IP might also arise in other aspects of a biobank. For example, software, manuals or standard operating procedures all could be the subject of copyright. These aspects of the biobank could therefore be protected from unauthorised copying, and could also be licensed commercially, or placed in the public domain.
These IP rights are likely to be relevant in the following ways. Firstly, the holder of copyright, or a database right can prevent unauthorised copying. Therefore, if there is unauthorised access and copying of the biobank information, copyright may provide a basis to prevent further copying or use of the information or recover damages for the unauthorised copying. It is worth noting that an unauthorised use that harms an individual participant, for example theft of data on an individual, is unlikely to constitute copying or extraction of a substantial part so in such a case neither copyright nor the database right would provide a remedy. Secondly, IP is often regarded as useful for the raising of funds; investors are said to be reluctant to deal with a party that does not hold IP. Therefore, a biobank may be in a stronger bargaining position with a potential investor if it can point to specific IP rights in the biobank. The final area in which the ownership of the copyright or the database right in the biobank is likely to be significant is in the case of the bankruptcy, dissolution or other ending of the biobank (Vorhaus and Moore 2009). In such a case, the IP is an asset, which can be sold or otherwise transferred.

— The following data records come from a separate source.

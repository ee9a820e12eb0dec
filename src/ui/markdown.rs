//! Markdown renderer for assistant answers.
//!
//! Every [`Block`] and [`Inline`] kind maps to one element with a fixed set
//! of classes. Text always goes through Leptos escaping, so markup in an
//! answer shows up as text.

use leptos::prelude::*;

use crate::markdown::{self, Block, Inline, ListKind};

const H1: &str = "mt-6 mb-4 text-[18px] leading-tight font-bold first:mt-0";
const H2: &str = "mt-5 mb-3 text-[17px] leading-tight font-semibold first:mt-0";
const H3: &str = "mt-4 mb-2 text-[16px] leading-snug font-semibold first:mt-0";
const H4: &str = "mt-3 mb-2 text-[15px] leading-snug font-medium first:mt-0";
const PARAGRAPH: &str = "mb-3 text-[14px] leading-relaxed last:mb-0";
const LINK: &str = "text-purple-600 underline decoration-purple-300 underline-offset-2 \
                    transition-colors hover:text-purple-800 dark:text-purple-400 \
                    dark:decoration-purple-700 dark:hover:text-purple-300";
const BULLET_LIST: &str = "mb-3 ml-4 list-disc space-y-1.5 text-[14px]";
const ORDERED_LIST: &str = "mb-3 ml-4 list-decimal space-y-1.5 text-[14px]";
const LIST_ITEM: &str = "leading-relaxed";
const BLOCKQUOTE: &str = "text-muted-foreground mb-3 border-l-4 border-purple-300 pl-4 \
                          text-[14px] italic dark:border-purple-700";
const STRONG: &str = "font-semibold";
const EMPHASIS: &str = "italic";
const IMAGE: &str = "my-3 max-h-[200px] mx-auto rounded-lg shadow-sm";
const RULE: &str = "border-border my-4";
const CODE_BLOCK: &str = "mb-3 overflow-x-auto rounded-lg bg-muted p-3 text-[13px] leading-snug";
const INLINE_CODE: &str = "rounded bg-muted px-1 py-0.5 font-mono text-[13px]";

/// Render `content` as markdown inside a wrapper carrying `class`.
#[component]
pub fn Markdown(
    /// Markdown source.
    #[prop(into)]
    content: String,
    /// Classes for the wrapping element.
    #[prop(default = "")]
    class: &'static str,
) -> impl IntoView {
    let blocks = markdown::parse(&content);

    view! {
        <div class=class>{render_blocks(&blocks, false)}</div>
    }
}

fn render_blocks(blocks: &[Block], tight: bool) -> AnyView {
    blocks
        .iter()
        .map(|block| render_block(block, tight))
        .collect_view()
        .into_any()
}

fn render_block(block: &Block, tight: bool) -> AnyView {
    match block {
        Block::Heading { level, content } => {
            let content = render_inlines(content);
            match level {
                1 => view! { <h1 class=H1>{content}</h1> }.into_any(),
                2 => view! { <h2 class=H2>{content}</h2> }.into_any(),
                3 => view! { <h3 class=H3>{content}</h3> }.into_any(),
                4 => view! { <h4 class=H4>{content}</h4> }.into_any(),
                5 => view! { <h5 class=H4>{content}</h5> }.into_any(),
                _ => view! { <h6 class=H4>{content}</h6> }.into_any(),
            }
        }
        // Paragraphs directly inside a tight list item are not wrapped.
        Block::Paragraph(content) if tight => render_inlines(content),
        Block::Paragraph(content) => {
            view! { <p class=PARAGRAPH>{render_inlines(content)}</p> }.into_any()
        }
        Block::List { kind, tight, items } => {
            let items = items
                .iter()
                .map(|item| view! { <li class=LIST_ITEM>{render_blocks(item, *tight)}</li> })
                .collect_view();
            match kind {
                ListKind::Bullet => view! { <ul class=BULLET_LIST>{items}</ul> }.into_any(),
                ListKind::Ordered { start } => {
                    let start = (*start != 1).then(|| start.to_string());
                    view! { <ol class=ORDERED_LIST start=start>{items}</ol> }.into_any()
                }
            }
        }
        Block::Blockquote(children) => {
            view! { <blockquote class=BLOCKQUOTE>{render_blocks(children, false)}</blockquote> }
                .into_any()
        }
        Block::Code { language, code } => {
            let language = language.as_ref().map(|lang| format!("language-{lang}"));
            view! {
                <pre class=CODE_BLOCK>
                    <code class=language>{code.clone()}</code>
                </pre>
            }
            .into_any()
        }
        Block::Rule => view! { <hr class=RULE /> }.into_any(),
    }
}

fn render_inlines(inlines: &[Inline]) -> AnyView {
    inlines.iter().map(render_inline).collect_view().into_any()
}

fn render_inline(inline: &Inline) -> AnyView {
    match inline {
        Inline::Text(text) => text.clone().into_any(),
        Inline::Strong(content) => {
            view! { <strong class=STRONG>{render_inlines(content)}</strong> }.into_any()
        }
        Inline::Emphasis(content) => {
            view! { <em class=EMPHASIS>{render_inlines(content)}</em> }.into_any()
        }
        Inline::Code(code) => view! { <code class=INLINE_CODE>{code.clone()}</code> }.into_any(),
        // A destination dropped by the sanitiser leaves only the label.
        Inline::Link { href, content } if href.is_empty() => render_inlines(content),
        Inline::Link { href, content } => view! {
            <a href=href.clone() target="_blank" rel="noopener noreferrer" class=LINK>
                {render_inlines(content)}
            </a>
        }
        .into_any(),
        Inline::Image { src, .. } if src.is_empty() => ().into_any(),
        Inline::Image { src, alt } => {
            view! { <img src=src.clone() alt=alt.clone() class=IMAGE /> }.into_any()
        }
        Inline::LineBreak => view! { <br /> }.into_any(),
    }
}
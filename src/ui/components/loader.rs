//! Text shimmer shown while an answer is being produced.

use leptos::prelude::*;

#[component]
pub fn ThinkingLoader(
    #[prop(default = "Thinking...")]
    text: &'static str,
) -> impl IntoView {
    view! {
        <div class="thinking-loader text-sm font-medium" role="status" aria-live="polite">
            <span class="text-shimmer">{text}</span>
        </div>
    }
}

Despite these three functions, the significance of the subsistence of IP in the biobank itself is not high. Biobanks exist in order to provide access to their information to researchers, not to protect it from being copied. Provided that the security of the biobank is good, and access is provided under the terms of a well drafted contract, copyright protection is only likely to be of use in rare cases when there is some sort of unauthorised access. Should there be any problems with a researcher who has gained access under a contract, the contract is likely to provide a much better scheme for relief than copyright law.
2.2 Can IP Arise from Research Done on the Biobank?
When research gives rise to an innovation, then that invention could potentially be patentable. A patent is a limited monopoly that is granted in return for the disclosure of technical information. In contrast to copyright and the database right, patents are only granted after the applicant satisfies the requirements of registration.
In order for an innovation to be patentable, it must satisfy a number of criteria. Patents are available for inventions in the form of products, such as chemicals or useful objects, and also processes, or methods. The invention must be novel, that is, not previously made available to the public anywhere in the world, prior to the date of filing.13 It must be non-obvious, or inventive.14 It must also be susceptible of industrial application, or useful in some way; inventions which have a clear role in treating disease are susceptible of industrial application.15 Genetic inventions, such as the isolation of a gene encoding for a particular protein, where the physiological role of that protein is unknown, which are ‘useless for any known purpose’ do not fulfil this requirement.16
Inventions in patents must also be sufficiently described, in order to enable that invention to be performed. The applicant must disclose the invention in a manner that is clear and complete enough for it to be performed without undue burden by the person skilled in the art using his or her common general knowledge to supplement the information contained in the specification.17 This requirement reflects the general principle that a patent monopoly is only awarded provided that the inventor makes the invention available to the public.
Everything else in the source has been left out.